The research has revealed that the cancer, which is spread between animals by biting, first arose from the cells of a single female Tasmanian devil. This animal is nicknamed 'The Immortal Devil' because although she died more than 15 years ago, her DNA is living on in the contagious cancer cell line that she spawned. The cancer causes the appearance of tumours on the face of affected devils which grow rapidly and cause death within months.
"The Tasmanian devil cancer is the only cancer that is threatening an entire species with extinction. Sequencing the genome of this cancer has allowed us to catalogue the mutations that caused this cancer to arise and to persist in the Tasmanian devil population."
Dr Elizabeth Murchison, lead author from the Wellcome Trust Sanger Institute
The team found evidence for genetic differences between tumours, indicating that the cancer has genetically diverged during its spread through the Tasmanian devil population. They searched for these genetic differences between the tumours of 69 different devils from distant locations in Tasmania, allowing them to build up a map of the cancer's spread through the devil population. This indicates that some cancer sub-types may be more virulent than others.

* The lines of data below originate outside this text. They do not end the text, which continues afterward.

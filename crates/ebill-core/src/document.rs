//! Loading bill documents from disk.

use std::fs;
use std::path::{Path, PathBuf};

use regex::Regex;
use tracing::{debug, info};

use crate::error::LoadError;
use crate::pdf::{PdfExtractor, PdfPage, PdfProcessor};
use crate::table::{detect_tables, TableSpec, TextTable};
use crate::text::normalize;

/// One bill file with its extracted text and tables.
#[derive(Debug, Clone)]
pub struct BillDocument {
    /// Path of the source file.
    pub path: PathBuf,
    /// Normalized text of all pages, in page order.
    pub text: String,
    /// Raw text per page of the source file.
    pub pages: Vec<PdfPage>,
    /// Tables detected in the normalized text.
    pub tables: Vec<TextTable>,
}

impl BillDocument {
    /// Build a document from raw page texts.
    pub fn from_pages(path: impl Into<PathBuf>, pages: Vec<PdfPage>, specs: &[TableSpec]) -> Self {
        let raw = crate::pdf::concat_pages(&pages);
        let text = normalize(&raw);
        let tables = detect_tables(&text, specs);

        Self {
            path: path.into(),
            text,
            pages,
            tables,
        }
    }

    /// Build a single-page document from text, e.g. a saved text dump.
    pub fn from_text(path: impl Into<PathBuf>, text: &str, specs: &[TableSpec]) -> Self {
        let page = PdfPage {
            number: 1,
            text: text.to_string(),
        };
        Self::from_pages(path, vec![page], specs)
    }

    /// Split into one document per bill.
    ///
    /// Every match of `signature` after the first starts a new bill; text
    /// ahead of the first match stays with the first bill. Tables are
    /// detected again within each bill, so no bill sees another's rows.
    pub fn split_bills(&self, signature: &Regex, specs: &[TableSpec]) -> Vec<BillDocument> {
        let mut bounds: Vec<usize> = signature
            .find_iter(&self.text)
            .skip(1)
            .map(|m| m.start())
            .collect();
        if bounds.is_empty() {
            return vec![self.clone()];
        }

        bounds.insert(0, 0);
        bounds.push(self.text.len());
        bounds
            .windows(2)
            .map(|w| {
                let text = self.text[w[0]..w[1]].trim();
                BillDocument {
                    path: self.path.clone(),
                    text: text.to_string(),
                    pages: self.pages.clone(),
                    tables: detect_tables(text, specs),
                }
            })
            .collect()
    }

    /// File name for reporting.
    pub fn file_name(&self) -> String {
        file_name(&self.path)
    }

    /// Table by spec name.
    pub fn table(&self, name: &str) -> Option<&TextTable> {
        self.tables.iter().find(|t| t.name == name)
    }
}

/// File name of a path, falling back to the full path.
pub fn file_name(path: &Path) -> String {
    path.file_name()
        .map(|n| n.to_string_lossy().into_owned())
        .unwrap_or_else(|| path.display().to_string())
}

/// Turns a file path into a [`BillDocument`].
pub trait DocumentLoader {
    fn load(&self, path: &Path) -> Result<BillDocument, LoadError>;

    /// Load files lazily, one at a time, in the given order.
    fn load_each<'a>(
        &'a self,
        paths: &'a [PathBuf],
    ) -> impl Iterator<Item = (&'a Path, Result<BillDocument, LoadError>)> + 'a
    where
        Self: Sized,
    {
        paths.iter().map(move |path| (path.as_path(), self.load(path)))
    }
}

/// Loads PDF files via [`PdfExtractor`].
pub struct PdfLoader {
    specs: Vec<TableSpec>,
}

impl PdfLoader {
    /// Create a loader that detects the given tables.
    pub fn new(specs: &[TableSpec]) -> Self {
        Self {
            specs: specs.to_vec(),
        }
    }
}

impl DocumentLoader for PdfLoader {
    fn load(&self, path: &Path) -> Result<BillDocument, LoadError> {
        info!("Loading {}", path.display());

        let data = fs::read(path).map_err(|source| LoadError::Read {
            path: path.to_path_buf(),
            source,
        })?;

        let mut extractor = PdfExtractor::new();
        extractor.load(&data)?;
        let content = extractor.extract_pages()?;

        if content.text.trim().is_empty() {
            return Err(LoadError::NoText);
        }

        let document = BillDocument::from_pages(path, content.pages, &self.specs);
        debug!(
            "{}: {} chars, {} tables",
            document.file_name(),
            document.text.chars().count(),
            document.tables.len()
        );
        Ok(document)
    }
}
//! Configuration structures for the extraction pipeline.

use serde::{Deserialize, Serialize};
use std::path::Path;

/// Main configuration for the ebill pipeline.
#[derive(Debug, Clone, Default, PartialEq, Serialize, Deserialize)]
#[serde(default)]
pub struct EbillConfig {
    /// Input discovery configuration.
    pub input: InputConfig,

    /// CSV output configuration.
    pub output: OutputConfig,

    /// Field extraction configuration.
    pub extraction: ExtractionConfig,
}

/// Which files in the input directory are treated as bills.
#[derive(Debug, Clone, PartialEq, Serialize, Deserialize)]
#[serde(default)]
pub struct InputConfig {
    /// File extension to scan for, without the dot.
    pub extension: String,

    /// Match the extension case-sensitively.
    pub case_sensitive: bool,
}

impl Default for InputConfig {
    fn default() -> Self {
        Self {
            extension: "pdf".to_string(),
            case_sensitive: false,
        }
    }
}

/// Output file configuration.
#[derive(Debug, Clone, PartialEq, Serialize, Deserialize)]
#[serde(default)]
pub struct OutputConfig {
    /// Bill table file name, written into the input directory.
    pub file_name: String,

    /// Pivot table file name, written next to the bill table.
    pub pivot_file_name: String,

    /// Field delimiter.
    pub delimiter: char,

    /// Prefix the file with a UTF-8 byte order mark so spreadsheets
    /// detect the encoding.
    pub bom: bool,
}

impl Default for OutputConfig {
    fn default() -> Self {
        Self {
            file_name: "账单.csv".to_string(),
            pivot_file_name: "账单透视表.csv".to_string(),
            delimiter: ',',
            bom: true,
        }
    }
}

/// Field extraction configuration.
#[derive(Debug, Clone, PartialEq, Serialize, Deserialize)]
#[serde(default)]
pub struct ExtractionConfig {
    /// Reject documents that lack the utility's bill header.
    pub require_signature: bool,

    /// Name of the bill layout (rule set) to apply.
    pub layout: String,
}

impl Default for ExtractionConfig {
    fn default() -> Self {
        Self {
            require_signature: true,
            layout: "csg".to_string(),
        }
    }
}

impl EbillConfig {
    /// Load configuration from a JSON file.
    pub fn from_file(path: &Path) -> Result<Self, std::io::Error> {
        let content = std::fs::read_to_string(path)?;
        serde_json::from_str(&content).map_err(|e| {
            std::io::Error::new(std::io::ErrorKind::InvalidData, e.to_string())
        })
    }

    /// Save configuration to a JSON file.
    pub fn save(&self, path: &Path) -> Result<(), std::io::Error> {
        let content = serde_json::to_string_pretty(self).map_err(|e| {
            std::io::Error::new(std::io::ErrorKind::InvalidData, e.to_string())
        })?;
        std::fs::write(path, content)
    }

    /// The delimiter as a single byte, if it is ASCII.
    pub fn delimiter_byte(&self) -> Option<u8> {
        u8::try_from(self.output.delimiter).ok().filter(u8::is_ascii)
    }
}
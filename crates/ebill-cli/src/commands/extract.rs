//! Extract command - turn a directory of bill PDFs into a CSV table.

use std::path::{Path, PathBuf};
use std::time::Instant;

use clap::Args;
use console::style;
use indicatif::{ProgressBar, ProgressStyle};

use ebill_core::document::file_name;
use ebill_core::output::write_csv_file;
use ebill_core::{discover, BatchProcessor, BatchReport, CsvOptions, EbillConfig, PivotTable};

/// Arguments for the default extract action.
#[derive(Args)]
pub struct ExtractArgs {
    /// Directory containing the bill PDFs [default: current directory].
    /// A directory named like a subcommand must be written as ./NAME
    dir: Option<PathBuf>,

    /// Output CSV file [default: <DIR>/账单.csv]
    #[arg(short, long)]
    output: Option<PathBuf>,

    /// Also write the period by metering point pivot table
    #[arg(long)]
    pivot: bool,
}

pub fn run(args: ExtractArgs, config_path: Option<&Path>) -> anyhow::Result<()> {
    let start = Instant::now();
    let config = super::load_config(config_path)?;
    let options = csv_options(&config)?;

    let dir = args.dir.unwrap_or_else(|| PathBuf::from("."));
    let files = discover(&dir, &config.input)?;

    println!(
        "{} Found {} files to process",
        style("ℹ").blue(),
        files.len()
    );

    let processor = BatchProcessor::from_config(&config)?;

    let pb = ProgressBar::new(files.len() as u64);
    pb.set_style(
        ProgressStyle::default_bar()
            .template("{spinner:.green} [{elapsed_precise}] [{bar:40.cyan/blue}] {pos}/{len} {msg}")?
            .progress_chars("=>-"),
    );

    let report = processor.process(&files, |path| {
        pb.set_message(file_name(path));
        pb.inc(1);
    });
    pb.finish_and_clear();

    for skipped in &report.skipped {
        println!(
            "{} Skipped {}: {}",
            style("⚠").yellow(),
            file_name(&skipped.path),
            skipped.reason
        );
    }

    if report.table.is_empty() {
        println!(
            "{} No matchable electricity bill found (没有可匹配的电费单), no CSV written",
            style("⚠").yellow()
        );
        print_summary(&report, start);
        return Ok(());
    }

    let output = args
        .output
        .unwrap_or_else(|| dir.join(&config.output.file_name));
    write_csv_file(&report.table, &output, &options)?;

    println!(
        "{} Wrote {} bills to {}",
        style("✓").green(),
        report.table.len(),
        output.display()
    );

    if args.pivot {
        let pivot_path = output.with_file_name(&config.output.pivot_file_name);
        let pivot = PivotTable::from_table(&report.table);
        if pivot.is_empty() {
            println!(
                "{} No bill has a period, metering point and active energy; pivot table is empty",
                style("⚠").yellow()
            );
        }

        pivot.write_csv_file(&pivot_path, &options)?;

        println!(
            "{} Pivot table written to {}",
            style("✓").green(),
            pivot_path.display()
        );
    }

    print_summary(&report, start);
    Ok(())
}

fn print_summary(report: &BatchReport, start: Instant) {
    let incomplete = report.mismatches.len();
    println!();
    println!("Processing complete:");
    println!("  {} {} extracted", style("✓").green(), report.table.len());
    if !report.skipped.is_empty() {
        println!("  {} {} skipped", style("✗").red(), report.skipped.len());
    }
    if incomplete > 0 {
        println!(
            "  {} {} field(s) could not be read (run with -v for details)",
            style("⚠").yellow(),
            incomplete
        );
    }
    println!("  Time: {:.2}s", start.elapsed().as_secs_f64());
}

fn csv_options(config: &EbillConfig) -> anyhow::Result<CsvOptions> {
    let delimiter = config.delimiter_byte().ok_or_else(|| {
        anyhow::anyhow!(
            "Output delimiter must be a single ASCII character, got {:?}",
            config.output.delimiter
        )
    })?;

    Ok(CsvOptions {
        delimiter,
        bom: config.output.bom,
    })
}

"We found that devil cancer's genome has about 20,000 mutations. This is fewer mutations than are found in some human cancers and indicates that cancers do not need to be extremely unstable in order to become contagious. Tracing the evolutionary history and spread of this cancer helps us to understand not only what caused this disease but also to predict how it might behave in the future."
Dr David Bentley, senior co-author from Illumina Cambridge Ltd
The spread of cancer between individuals is normally prevented by the immune system, which can normally detect foreign tissues as 'non-self'. The team found some intriguing clues as to how the devil cancer may outwit the immune system, including mutations in a set of genes involved in immunity. However, future studies will be required to elucidate how cancer escapes the immune destruction.
"This research is important because it allows us to understand the pattern of disease spread and this may help contain the epidemic. However, we also now need to use the genome sequence to understand more about how this cancer became transmissible. Cancers that transmit through populations are obviously incredibly rare, but we should use the Tasmanian devil example to understand the process to be prepared in the extremely unlikely event that such an epidemic ever occurs in humans."
Professor Mike Stratton, senior author and Director of the Wellcome Trust Sanger Institute
The next stage of the research will be to map the genomes of thousands of devil tumours in order to understand the genetic diversity present in the cancer and to investigate the genetic interactions between the cancer and the Tasmanian devil population.